Benjamin Ireland (January 30, 1914-February 21, 1992) was a Canadian-American actor and film producer.

He was nominated for an Academy Award for his role in All the King's Men (1949), Red River (1948), and Gunfight at the O.K. Ireland was the first Vancouver-born actor to be nominated for an Academy Award in an American film. Corral (1957) Corral was a teenager.

55 Days at Peking (1963), The Adventurers (1970), and Farewell, My Lovely (1975). Ireland has also appeared in numerous television series, including The Cheaters (1960–62).

He was inducted into the Hollywood Walk of Fame for his contributions to the television industry.

Early life

On January 30, 1914, Ireland was born in Vancouver, British Columbia. He was in New York City from a young age. In the 7th grade, formal education in Ireland came to an end, and he went out of his way to help his family make ends meet.

He never knew his natural father; his mother, Gracie Ferguson, an Irish vaudevillian, remarried to Michael Noone, a future actor-comedian), and another son, Michael. Noone was their last name; Ireland never knew where his last name came from. One of his jobs was at a water carnival where he competed for a dead octopus.

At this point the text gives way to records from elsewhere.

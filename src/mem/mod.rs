//! the memory subsystem
//!
//! `MemorySystem` owns one controller and its ranks (one channel) and
//! drives them one bus-clock cycle per `update()`. ownership is a strict
//! tree: ranks never see the controller, the system moves returning DATA
//! packets between them.

use std::path::Path;
use std::sync::Arc;

use tracing::info;

use self::{
    config::MemoryConfig,
    controller::{MemoryController, PowerCallback, ReadCallback, WriteCallback},
    packet::Transaction,
    rank::Rank,
    stats::{CsvWriter, EpochStats},
    timing::TimingPolicy,
};

pub mod addressing;
pub mod bank;
pub mod command_queue;
pub mod config;
pub mod controller;
pub mod packet;
pub mod rank;
pub mod stats;
pub mod timing;

pub struct MemorySystem<P: TimingPolicy> {
    cfg: Arc<MemoryConfig>,
    pub controller: MemoryController<P>,
    ranks: Vec<Rank>,
    csv: Option<CsvWriter>,
}

impl<P: TimingPolicy + Default> MemorySystem<P> {
    pub fn new(cfg: MemoryConfig) -> Self {
        Self::with_channel(cfg, 0)
    }

    pub fn with_channel(cfg: MemoryConfig, channel: usize) -> Self {
        let cfg = Arc::new(cfg);
        let ranks = (0..cfg.num_ranks)
            .map(|id| Rank::new(id, cfg.clone()))
            .collect();
        Self {
            controller: MemoryController::new(cfg.clone(), P::default(), channel),
            ranks,
            csv: None,
            cfg,
        }
    }
}

impl<P: TimingPolicy> MemorySystem<P> {
    pub fn config(&self) -> &MemoryConfig {
        &self.cfg
    }

    pub fn cycle(&self) -> u64 {
        self.controller.current_cycle()
    }

    pub fn set_csv_output(&mut self, path: impl AsRef<Path>) -> eyre::Result<()> {
        self.csv = Some(CsvWriter::new(path)?);
        Ok(())
    }

    pub fn register_read_callback(&mut self, cb: ReadCallback) {
        self.controller.set_read_callback(cb);
    }

    pub fn register_write_callback(&mut self, cb: WriteCallback) {
        self.controller.set_write_callback(cb);
    }

    pub fn register_power_callback(&mut self, cb: PowerCallback) {
        self.controller.set_power_callback(cb);
    }

    pub fn will_accept_transaction(&self) -> bool {
        self.controller.will_accept_transaction()
    }

    pub fn add_transaction(&mut self, trans: Transaction) -> bool {
        self.controller.add_transaction(trans)
    }

    /// one bus cycle: ranks first (surfacing due read bursts), then the
    /// controller, then the epoch boundary
    pub fn update(&mut self) {
        for rank in self.ranks.iter_mut() {
            if let Some(pkt) = rank.update() {
                self.controller.receive_from_bus(pkt);
            }
        }
        self.controller.update(&mut self.ranks);
        if self.controller.current_cycle() % self.cfg.epoch_length == 0 {
            self.emit_epoch();
        }
    }

    fn emit_epoch(&mut self) -> EpochStats {
        let epoch = self.controller.collect_epoch();
        info!(
            channel = epoch.channel,
            cycles = epoch.cycles,
            bandwidth_gbps = epoch.aggregate_bandwidth_gbps,
            transactions = epoch.total_transactions,
            "epoch statistics"
        );
        if let Some(csv) = self.csv.as_mut() {
            let c = epoch.channel;
            for (r, rank) in epoch.ranks.iter().enumerate() {
                csv.field(
                    CsvWriter::indexed_name("Background_Power", &[c, r]),
                    rank.background_power_w,
                );
                csv.field(
                    CsvWriter::indexed_name("ACT_PRE_Power", &[c, r]),
                    rank.actpre_power_w,
                );
                csv.field(CsvWriter::indexed_name("Burst_Power", &[c, r]), rank.burst_power_w);
                csv.field(
                    CsvWriter::indexed_name("Refresh_Power", &[c, r]),
                    rank.refresh_power_w,
                );
                for (b, bank) in rank.banks.iter().enumerate() {
                    csv.field(
                        CsvWriter::indexed_name("Bandwidth", &[c, r, b]),
                        bank.bandwidth_gbps,
                    );
                    csv.field(
                        CsvWriter::indexed_name("Average_Latency", &[c, r, b]),
                        bank.average_latency_ns,
                    );
                }
            }
            csv.field(
                CsvWriter::indexed_name("Aggregate_Bandwidth", &[c]),
                epoch.aggregate_bandwidth_gbps,
            );
            if let Err(error) = csv.finish_row() {
                tracing::warn!(%error, "dropping csv epoch row");
            }
        }
        epoch
    }

    /// end-of-run statistics for whatever partial epoch remains
    pub fn finalize(&mut self) -> EpochStats {
        self.emit_epoch()
    }
}
use std::env::args;

use eyre::Result;
use mramsim::main_inner;

fn main() -> Result<()> {
    main_inner(args())
}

He was a swimmer, once competing with Johnny Weissmuller. He performed submersion stunts at a carnival and spent time as a barker.

Personal life

In tabloids of the times, occasionally Ireland's name was mentioned in connection with much younger actresses, including Natalie Wood, Barbara Payton, and Sue Lyon. When he was 45, he attracted controversies by dating 16-year-old actress Weld. On the set of Queen Bee (1955), Ireland had an affair with co-star Joan Crawford. Ireland and Crawford co-starred in William Castle's film I Saw What You Did a decade ago.

He has been married three times. Elaine Sheldon, his first wife, from 1940 to 1949, was his first wife, by whom he had two sons, John and Peter.

He was married to actress Joanne Dru (whose younger brother, entertainer Peter Marshall, was first known for his comedy appearance with Ireland's half-brother Tommy Noonan) from 1949 to 1957. Dru admitted to hospital with a black eye in July 1956, which she said was mistaken but that was often traced to Ireland. After being admitted to the hospital for an overdose of barbiturates, Ireland was admitted to the hospital.

The couple had over $50,000 in debt when they separated in 1957.

Ireland was married to Daphne Myrick Cameron, with whom he had a daughter named Daphne and a son named Cameron from 1962 to his death. Pete, Melissa, Jack, and Helios are his four grandchildren.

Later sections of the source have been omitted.